# Imports

In [1]:
import os

import numpy as np
import pandas as pd
pd.set_option('display.max_rows', 400)
pd.set_option('display.max_columns', None)

from sklearn.metrics import mean_absolute_error
from sklearn.model_selection import KFold
from sklearn.preprocessing import OneHotEncoder

import matplotlib.pyplot as plt
import matplotlib.colors as plt_colors

import optuna
from optuna.samplers import TPESampler
from optuna.pruners import HyperbandPruner

from xgboost import XGBRegressor, plot_importance
SEED=53

# Data Loading

In [2]:
filepath = r'C:\Users\Emincan\Desktop\Playgrounds\Playgrounds3-16(Regression)'

train = pd.read_csv(os.path.join(filepath, 'train.csv'), index_col=[0])
test = pd.read_csv(os.path.join(filepath, 'test.csv'), index_col=[0])
original = pd.read_csv(os.path.join(filepath, 'CrabAgePrediction.csv'))
synthetic = pd.read_csv(os.path.join(filepath, 'synthetic_data_200k_07(1).csv'))

# train['is_generated'] = 1
# test['is_generated'] = 1
# original['is_generated'] = 0

target = 'Age'
num_cols = test.select_dtypes(include=['float64']).columns.tolist()
cat_cols = test.select_dtypes(include=['object']).columns.tolist()

print(f"train shape :{train.shape}, ", f"test shape :{test.shape}")
print(f"original shape :{original.shape}")
print(f"original shape :{synthetic.shape}")
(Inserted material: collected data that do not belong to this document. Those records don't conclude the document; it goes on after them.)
//! Builds the route table from configuration.
//!
//! Every enabled backend gets one [`Forwarder`]; every (method, path) of its
//! routes gets a chain around it:
//!
//! ```text
//! AccessLog → IdentityScrub → [Authorizer(realm)] → Forwarder
//! ```
//!
//! Authorizers are built once per realm and shared by all routes using it.

use std::collections::HashMap;
use std::sync::Arc;
use std::time::Duration;

use axum::http::HeaderName;

use crate::auth::{CachedIntrospector, TokenIntrospector};
use crate::config::{ConfigError, GatewayConfig, ValidationError};
use crate::gateway::health;
use crate::http::forwarder::{strip_path_prefix, Forwarder, HttpClient, ProxyConfig};
use crate::http::middleware::{AccessLog, Authorizer, Chain, Handler, IdentityScrub, Interceptor};
use crate::routing::{MethodFilter, Router};

pub fn compose(
    config: &GatewayConfig,
    introspectors: &HashMap<String, Arc<dyn TokenIntrospector>>,
    client: HttpClient,
) -> Result<Router, ConfigError> {
    let mut router = Router::new(tracing::info_span!("router"));
    let mut authorizers = Authorizers::new(config, introspectors)?;
    let scrub: Arc<dyn Interceptor> = Arc::new(IdentityScrub::new(authorizers.identity_headers()));
    let upstream_timeout = Duration::from_secs(config.timeouts.upstream_secs);

    for backend in &config.backends {
        if !backend.is_enabled() {
            tracing::info!(backend = %backend.name, "Backend disabled: target or API key missing");
            continue;
        }

        let span = tracing::info_span!("backend", backend = %backend.name);
        let proxy = ProxyConfig::from_backend(backend, config.gateway_name(), upstream_timeout)?;
        let forwarder: Arc<dyn Handler> = Arc::new(Forwarder::new(
            backend.name.clone(),
            proxy,
            client.clone(),
            span.clone(),
        ));

        let mut registered = 0;
        for route in &backend.routes {
            if strip_path_prefix(&route.path, &backend.strip_prefix).is_none() {
                return Err(ConfigError::Backend {
                    backend: backend.name.clone(),
                    reason: format!(
                        "route `{}` is not under strip prefix `{}`",
                        route.path, backend.strip_prefix
                    ),
                });
            }

            for method in route.methods() {
                let label = format!("{method} {}", route.path);
                let mut chain = Chain::from_arc(forwarder.clone())
                    .with(AccessLog::new(label, span.clone()))
                    .with_arc(scrub.clone());
                if let Some(realm) = &route.realm {
                    chain = chain.with_arc(authorizers.get(realm)?);
                }
                router.register(*method, &route.path, chain)?;
                registered += 1;
            }
        }

        tracing::info!(
            backend = %backend.name,
            target = %backend.target,
            routes = registered,
            "Backend registered"
        );
    }

    router.register(MethodFilter::Get, health::HEALTH_PATH, health::chain())?;
    Ok(router)
}

/// One authorizer per realm, built on first use.
struct Authorizers<'a> {
    config: &'a GatewayConfig,
    introspectors: &'a HashMap<String, Arc<dyn TokenIntrospector>>,
    identity_headers: HashMap<String, HeaderName>,
    built: HashMap<String, Arc<dyn Interceptor>>,
}

impl<'a> Authorizers<'a> {
    fn new(
        config: &'a GatewayConfig,
        introspectors: &'a HashMap<String, Arc<dyn TokenIntrospector>>,
    ) -> Result<Self, ConfigError> {
        let mut identity_headers = HashMap::new();
        for (name, realm) in &config.realms {
            let header = HeaderName::from_bytes(realm.identity_header.as_bytes()).map_err(|_| {
                ConfigError::Validation(vec![ValidationError::InvalidIdentityHeader {
                    realm: name.clone(),
                    header: realm.identity_header.clone(),
                }])
            })?;
            identity_headers.insert(name.clone(), header);
        }

        Ok(Self {
            config,
            introspectors,
            identity_headers,
            built: HashMap::new(),
        })
    }

    /// Every identity header any realm may set, plus the default.
    fn identity_headers(&self) -> Vec<HeaderName> {
        let mut headers: Vec<HeaderName> = self.identity_headers.values().cloned().collect();
        headers.push(HeaderName::from_static(crate::config::schema::DEFAULT_IDENTITY_HEADER));
        headers.sort_by(|a, b| a.as_str().cmp(b.as_str()));
        headers.dedup();
        headers
    }

    fn get(&mut self, realm: &str) -> Result<Arc<dyn Interceptor>, ConfigError> {
        if let Some(authorizer) = self.built.get(realm) {
            return Ok(authorizer.clone());
        }

        let settings = self
            .config
            .realms
            .get(realm)
            .ok_or_else(|| ConfigError::MissingIntrospector(realm.to_string()))?;
        let header = self
            .identity_headers
            .get(realm)
            .cloned()
            .ok_or_else(|| ConfigError::MissingIntrospector(realm.to_string()))?;
        let mut introspector = self
            .introspectors
            .get(realm)
            .cloned()
            .ok_or_else(|| ConfigError::MissingIntrospector(realm.to_string()))?;

        if settings.cache_ttl_secs > 0 {
            introspector = Arc::new(CachedIntrospector::new(
                introspector,
                Duration::from_secs(settings.cache_ttl_secs),
            ));
        }

        let authorizer: Arc<dyn Interceptor> = Arc::new(Authorizer::new(
            settings.realm.clone(),
            introspector,
            header,
            tracing::info_span!("authorizer", realm = %realm),
        ));
        self.built.insert(realm.to_string(), authorizer.clone());
        tracing::debug!(
            realm = %realm,
            cache_ttl_secs = settings.cache_ttl_secs,
            "Authorizer built"
        );
        Ok(authorizer)
    }
}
train shape :(74051, 9),  test shape :(49368, 8)
original shape :(3893, 9)
original shape :(200000, 10)


# EDA

In [3]:
display(train.head())
features = train.columns.drop([target]).to_list()

Unnamed: 0_level_0,Sex,Length,Diameter,Height,Weight,Shucked Weight,Viscera Weight,Shell Weight,Age
id,Unnamed: 1_level_1,Unnamed: 2_level_1,Unnamed: 3_level_1,Unnamed: 4_level_1,Unnamed: 5_level_1,Unnamed: 6_level_1,Unnamed: 7_level_1,Unnamed: 8_level_1,Unnamed: 9_level_1
0,I,1.525,1.175,0.375,28.973189,12.728926,6.647958,8.348928,9
1,I,1.1,0.825,0.275,10.418441,4.521745,2.324659,3.40194,8
2,M,1.3875,1.1125,0.375,24.777463,11.3398,5.556502,6.662133,9
3,F,1.7,1.4125,0.5,50.660556,20.354941,10.991839,14.996885,11
4,I,1.25,1.0125,0.3375,23.289114,11.977664,4.50757,5.953395,8


In [4]:
print(f'Train\'s shape: {train.shape}')
print(f'Test\'s shape: {test.shape}')

Train's shape: (74051, 9)
Test's shape: (49368, 8)


In [5]:
# Target column is of type integer between 1-29
print(f'{target}\'s type: {train[target].dtype}')
print(f'Interval: [{np.min(train[target])}, {np.max(train[target])}]')

Age's type: int64
Interval: [1, 29]


# Data Preprocessing

In [6]:
enc = OneHotEncoder() 
ohe_train = pd.DataFrame(enc.fit_transform(train[cat_cols]).toarray(), columns=enc.get_feature_names_out())
train.drop(cat_cols, axis=1, inplace=True)
train = pd.concat([train, ohe_train], axis=1)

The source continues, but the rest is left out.